Saved entries

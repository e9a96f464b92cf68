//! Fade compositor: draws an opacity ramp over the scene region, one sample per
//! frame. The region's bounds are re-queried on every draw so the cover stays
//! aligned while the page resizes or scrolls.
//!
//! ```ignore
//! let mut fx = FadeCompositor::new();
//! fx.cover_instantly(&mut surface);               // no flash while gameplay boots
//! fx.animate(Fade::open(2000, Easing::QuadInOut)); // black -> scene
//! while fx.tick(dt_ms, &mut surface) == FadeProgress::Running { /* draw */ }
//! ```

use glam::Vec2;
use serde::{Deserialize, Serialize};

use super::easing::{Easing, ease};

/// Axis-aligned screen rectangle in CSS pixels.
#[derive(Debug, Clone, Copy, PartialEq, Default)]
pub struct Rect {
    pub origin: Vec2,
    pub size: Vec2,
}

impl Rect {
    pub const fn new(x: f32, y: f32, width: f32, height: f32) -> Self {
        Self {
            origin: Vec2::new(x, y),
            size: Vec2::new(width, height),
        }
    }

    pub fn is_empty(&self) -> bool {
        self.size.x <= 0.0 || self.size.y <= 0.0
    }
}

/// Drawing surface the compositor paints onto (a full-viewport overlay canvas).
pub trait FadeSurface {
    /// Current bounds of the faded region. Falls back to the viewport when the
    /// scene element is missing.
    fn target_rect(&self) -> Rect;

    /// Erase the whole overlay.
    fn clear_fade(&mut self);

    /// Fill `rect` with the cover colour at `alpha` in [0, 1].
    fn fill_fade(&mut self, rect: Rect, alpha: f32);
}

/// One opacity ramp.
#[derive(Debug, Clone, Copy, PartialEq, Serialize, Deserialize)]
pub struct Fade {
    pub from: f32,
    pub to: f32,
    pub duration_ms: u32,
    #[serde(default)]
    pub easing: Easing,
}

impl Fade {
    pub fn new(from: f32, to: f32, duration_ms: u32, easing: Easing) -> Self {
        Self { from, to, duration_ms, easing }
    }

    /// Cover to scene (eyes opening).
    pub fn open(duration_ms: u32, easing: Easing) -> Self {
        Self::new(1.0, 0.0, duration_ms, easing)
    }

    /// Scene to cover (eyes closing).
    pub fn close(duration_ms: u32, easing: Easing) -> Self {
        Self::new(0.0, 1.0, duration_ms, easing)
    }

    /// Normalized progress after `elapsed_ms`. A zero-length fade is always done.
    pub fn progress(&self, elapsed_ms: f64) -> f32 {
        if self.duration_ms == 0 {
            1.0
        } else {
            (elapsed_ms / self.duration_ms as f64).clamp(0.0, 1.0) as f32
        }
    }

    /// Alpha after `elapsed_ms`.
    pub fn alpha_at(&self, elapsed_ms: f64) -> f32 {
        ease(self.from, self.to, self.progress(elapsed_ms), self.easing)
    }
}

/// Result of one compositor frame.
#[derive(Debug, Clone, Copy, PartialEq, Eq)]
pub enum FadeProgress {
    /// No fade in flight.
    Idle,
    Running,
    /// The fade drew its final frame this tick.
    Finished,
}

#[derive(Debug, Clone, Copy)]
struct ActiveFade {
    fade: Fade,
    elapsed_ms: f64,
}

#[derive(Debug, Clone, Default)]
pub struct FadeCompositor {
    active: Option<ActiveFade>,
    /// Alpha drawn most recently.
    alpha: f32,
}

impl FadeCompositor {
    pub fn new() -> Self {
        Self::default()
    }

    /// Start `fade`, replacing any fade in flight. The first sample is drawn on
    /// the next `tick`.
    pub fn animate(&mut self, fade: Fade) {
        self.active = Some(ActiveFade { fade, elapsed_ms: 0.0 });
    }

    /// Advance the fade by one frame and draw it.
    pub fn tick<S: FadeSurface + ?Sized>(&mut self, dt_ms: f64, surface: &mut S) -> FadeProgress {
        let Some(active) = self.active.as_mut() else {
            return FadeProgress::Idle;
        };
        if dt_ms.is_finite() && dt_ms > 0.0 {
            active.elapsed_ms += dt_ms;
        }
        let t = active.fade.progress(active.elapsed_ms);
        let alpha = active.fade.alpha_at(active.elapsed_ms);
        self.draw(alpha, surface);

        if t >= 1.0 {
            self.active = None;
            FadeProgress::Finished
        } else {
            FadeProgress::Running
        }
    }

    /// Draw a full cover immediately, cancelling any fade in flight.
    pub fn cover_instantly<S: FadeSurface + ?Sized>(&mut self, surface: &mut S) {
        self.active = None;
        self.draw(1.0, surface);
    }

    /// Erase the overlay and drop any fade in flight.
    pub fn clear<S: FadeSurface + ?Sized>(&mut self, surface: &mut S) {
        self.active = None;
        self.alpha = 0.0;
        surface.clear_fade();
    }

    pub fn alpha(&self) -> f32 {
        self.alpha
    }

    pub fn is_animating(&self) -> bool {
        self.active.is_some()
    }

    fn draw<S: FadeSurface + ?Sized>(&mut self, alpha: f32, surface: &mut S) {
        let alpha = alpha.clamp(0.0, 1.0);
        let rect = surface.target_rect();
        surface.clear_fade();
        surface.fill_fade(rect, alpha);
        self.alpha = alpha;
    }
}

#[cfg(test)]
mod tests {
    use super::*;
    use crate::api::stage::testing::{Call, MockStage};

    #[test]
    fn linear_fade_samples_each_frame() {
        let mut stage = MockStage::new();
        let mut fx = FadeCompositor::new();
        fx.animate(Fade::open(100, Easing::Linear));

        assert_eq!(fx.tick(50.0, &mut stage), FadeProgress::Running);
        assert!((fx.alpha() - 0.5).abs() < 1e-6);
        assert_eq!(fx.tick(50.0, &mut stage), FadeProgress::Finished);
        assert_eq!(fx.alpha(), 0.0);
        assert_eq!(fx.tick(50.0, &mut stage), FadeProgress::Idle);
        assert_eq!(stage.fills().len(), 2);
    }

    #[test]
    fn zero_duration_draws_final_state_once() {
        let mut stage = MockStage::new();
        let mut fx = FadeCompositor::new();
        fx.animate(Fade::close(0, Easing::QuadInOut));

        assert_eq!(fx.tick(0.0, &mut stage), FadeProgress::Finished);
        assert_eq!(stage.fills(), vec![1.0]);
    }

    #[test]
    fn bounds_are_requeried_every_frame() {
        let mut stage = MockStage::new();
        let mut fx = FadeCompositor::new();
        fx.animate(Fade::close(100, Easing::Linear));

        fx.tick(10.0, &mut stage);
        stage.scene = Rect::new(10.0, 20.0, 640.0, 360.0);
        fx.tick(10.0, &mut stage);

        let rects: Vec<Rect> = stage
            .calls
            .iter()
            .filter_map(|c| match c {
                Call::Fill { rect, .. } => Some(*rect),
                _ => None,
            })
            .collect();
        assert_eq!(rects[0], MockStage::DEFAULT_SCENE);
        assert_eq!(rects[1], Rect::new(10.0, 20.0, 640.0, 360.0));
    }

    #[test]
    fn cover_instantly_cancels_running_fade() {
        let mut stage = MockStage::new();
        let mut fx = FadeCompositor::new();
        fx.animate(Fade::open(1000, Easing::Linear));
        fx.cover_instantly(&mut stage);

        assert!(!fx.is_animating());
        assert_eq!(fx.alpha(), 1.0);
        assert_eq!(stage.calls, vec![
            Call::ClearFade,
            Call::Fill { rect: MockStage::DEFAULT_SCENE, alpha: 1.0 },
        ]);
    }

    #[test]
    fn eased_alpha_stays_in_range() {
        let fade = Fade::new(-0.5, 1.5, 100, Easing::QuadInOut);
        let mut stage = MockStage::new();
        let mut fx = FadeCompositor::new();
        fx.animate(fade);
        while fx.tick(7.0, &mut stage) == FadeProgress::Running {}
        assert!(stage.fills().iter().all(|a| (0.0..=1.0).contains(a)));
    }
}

▸ **GOAL OF THE EXERCISE**:
Each entry is to be output exactly as it was written.

▸ **SOLUTION TO THE PROBLEM**:
repository e9a96f464b92cf68
//! Fade compositor: draws an opacity ramp over the scene region, one sample per
//! frame. The region's bounds are re-queried on every draw so the cover stays
//! aligned while the page resizes or scrolls.
//!
//! ```ignore
//! let mut fx = FadeCompositor::new();
//! fx.cover_instantly(&mut surface);               // no flash while gameplay boots
//! fx.animate(Fade::open(2000, Easing::QuadInOut)); // black -> scene
//! while fx.tick(dt_ms, &mut surface) == FadeProgress::Running { /* draw */ }
//! ```

use glam::Vec2;
use serde::{Deserialize, Serialize};

use super::easing::{Easing, ease};

/// Axis-aligned screen rectangle in CSS pixels.
#[derive(Debug, Clone, Copy, PartialEq, Default)]
pub struct Rect {
    pub origin: Vec2,
    pub size: Vec2,
}

impl Rect {
    pub const fn new(x: f32, y: f32, width: f32, height: f32) -> Self {
        Self {
            origin: Vec2::new(x, y),
            size: Vec2::new(width, height),
        }
    }

    pub fn is_empty(&self) -> bool {
        self.size.x <= 0.0 || self.size.y <= 0.0
    }
}

/// Drawing surface the compositor paints onto (a full-viewport overlay canvas).
pub trait FadeSurface {
    /// Current bounds of the faded region. Falls back to the viewport when the
    /// scene element is missing.
    fn target_rect(&self) -> Rect;

    /// Erase the whole overlay.
    fn clear_fade(&mut self);

    /// Fill `rect` with the cover colour at `alpha` in [0, 1].
    fn fill_fade(&mut self, rect: Rect, alpha: f32);
}

/// One opacity ramp.
#[derive(Debug, Clone, Copy, PartialEq, Serialize, Deserialize)]
pub struct Fade {
    pub from: f32,
    pub to: f32,
    pub duration_ms: u32,
    #[serde(default)]
    pub easing: Easing,
}

impl Fade {
    pub fn new(from: f32, to: f32, duration_ms: u32, easing: Easing) -> Self {
        Self { from, to, duration_ms, easing }
    }

    /// Cover to scene (eyes opening).
    pub fn open(duration_ms: u32, easing: Easing) -> Self {
        Self::new(1.0, 0.0, duration_ms, easing)
    }

    /// Scene to cover (eyes closing).
    pub fn close(duration_ms: u32, easing: Easing) -> Self {
        Self::new(0.0, 1.0, duration_ms, easing)
    }

    /// Normalized progress after `elapsed_ms`. A zero-length fade is always done.
    pub fn progress(&self, elapsed_ms: f64) -> f32 {
        if self.duration_ms == 0 {
            1.0
        } else {
            (elapsed_ms / self.duration_ms as f64).clamp(0.0, 1.0) as f32
        }
    }

    /// Alpha after `elapsed_ms`.
    pub fn alpha_at(&self, elapsed_ms: f64) -> f32 {
        ease(self.from, self.to, self.progress(elapsed_ms), self.easing)
    }
}

/// Result of one compositor frame.
#[derive(Debug, Clone, Copy, PartialEq, Eq)]
pub enum FadeProgress {
    /// No fade in flight.
    Idle,
    Running,
    /// The fade drew its final frame this tick.
    Finished,
}

#[derive(Debug, Clone, Copy)]
struct ActiveFade {
    fade: Fade,
    elapsed_ms: f64,
}

#[derive(Debug, Clone, Default)]
pub struct FadeCompositor {
    active: Option<ActiveFade>,
    /// Alpha drawn most recently.
    alpha: f32,
}

impl FadeCompositor {
    pub fn new() -> Self {
        Self::default()
    }

    /// Start `fade`, replacing any fade in flight. The first sample is drawn on
    /// the next `tick`.
    pub fn animate(&mut self, fade: Fade) {
        self.active = Some(ActiveFade { fade, elapsed_ms: 0.0 });
    }

    /// Advance the fade by one frame and draw it.
    pub fn tick<S: FadeSurface + ?Sized>(&mut self, dt_ms: f64, surface: &mut S) -> FadeProgress {
        let Some(active) = self.active.as_mut() else {
            return FadeProgress::Idle;
        };
        if dt_ms.is_finite() && dt_ms > 0.0 {
            active.elapsed_ms += dt_ms;
        }
        let t = active.fade.progress(active.elapsed_ms);
        let alpha = active.fade.alpha_at(active.elapsed_ms);
        self.draw(alpha, surface);

        if t >= 1.0 {
            self.active = None;
            FadeProgress::Finished
        } else {
            FadeProgress::Running
        }
    }

    /// Draw a full cover immediately, cancelling any fade in flight.
    pub fn cover_instantly<S: FadeSurface + ?Sized>(&mut self, surface: &mut S) {
        self.active = None;
        self.draw(1.0, surface);
    }

    /// Erase the overlay and drop any fade in flight.
    pub fn clear<S: FadeSurface + ?Sized>(&mut self, surface: &mut S) {
        self.active = None;
        self.alpha = 0.0;
        surface.clear_fade();
    }

    pub fn alpha(&self) -> f32 {
        self.alpha
    }

    pub fn is_animating(&self) -> bool {
        self.active.is_some()
    }

    fn draw<S: FadeSurface + ?Sized>(&mut self, alpha: f32, surface: &mut S) {
        let alpha = alpha.clamp(0.0, 1.0);
        let rect = surface.target_rect();
        surface.clear_fade();
        surface.fill_fade(rect, alpha);
        self.alpha = alpha;
    }
}

#[cfg(test)]
mod tests {
    use super::*;
    use crate::api::stage::testing::{Call, MockStage};

    #[test]
    fn linear_fade_samples_each_frame() {
        let mut stage = MockStage::new();
        let mut fx = FadeCompositor::new();
        fx.animate(Fade::open(100, Easing::Linear));

        assert_eq!(fx.tick(50.0, &mut stage), FadeProgress::Running);
        assert!((fx.alpha() - 0.5).abs() < 1e-6);
        assert_eq!(fx.tick(50.0, &mut stage), FadeProgress::Finished);
        assert_eq!(fx.alpha(), 0.0);
        assert_eq!(fx.tick(50.0, &mut stage), FadeProgress::Idle);
        assert_eq!(stage.fills().len(), 2);
    }

    #[test]
    fn zero_duration_draws_final_state_once() {
        let mut stage = MockStage::new();
        let mut fx = FadeCompositor::new();
        fx.animate(Fade::close(0, Easing::QuadInOut));

        assert_eq!(fx.tick(0.0, &mut stage), FadeProgress::Finished);
        assert_eq!(stage.fills(), vec![1.0]);
    }

    #[test]
    fn bounds_are_requeried_every_frame() {
        let mut stage = MockStage::new();
        let mut fx = FadeCompositor::new();
        fx.animate(Fade::close(100, Easing::Linear));

        fx.tick(10.0, &mut stage);
        stage.scene = Rect::new(10.0, 20.0, 640.0, 360.0);
        fx.tick(10.0, &mut stage);

        let rects: Vec<Rect> = stage
            .calls
            .iter()
            .filter_map(|c| match c {
                Call::Fill { rect, .. } => Some(*rect),
                _ => None,
            })
            .collect();
        assert_eq!(rects[0], MockStage::DEFAULT_SCENE);
        assert_eq!(rects[1], Rect::new(10.0, 20.0, 640.0, 360.0));
    }

    #[test]
    fn cover_instantly_cancels_running_fade() {
        let mut stage = MockStage::new();
        let mut fx = FadeCompositor::new();
        fx.animate(Fade::open(1000, Easing::Linear));
        fx.cover_instantly(&mut stage);

        assert!(!fx.is_animating());
        assert_eq!(fx.alpha(), 1.0);
        assert_eq!(stage.calls, vec![
            Call::ClearFade,
            Call::Fill { rect: MockStage::DEFAULT_SCENE, alpha: 1.0 },
        ]);
    }

    #[test]
    fn eased_alpha_stays_in_range() {
        let fade = Fade::new(-0.5, 1.5, 100, Easing::QuadInOut);
        let mut stage = MockStage::new();
        let mut fx = FadeCompositor::new();
        fx.animate(fade);
        while fx.tick(7.0, &mut stage) == FadeProgress::Running {}
        assert!(stage.fills().iter().all(|a| (0.0..=1.0).contains(a)));
    }
}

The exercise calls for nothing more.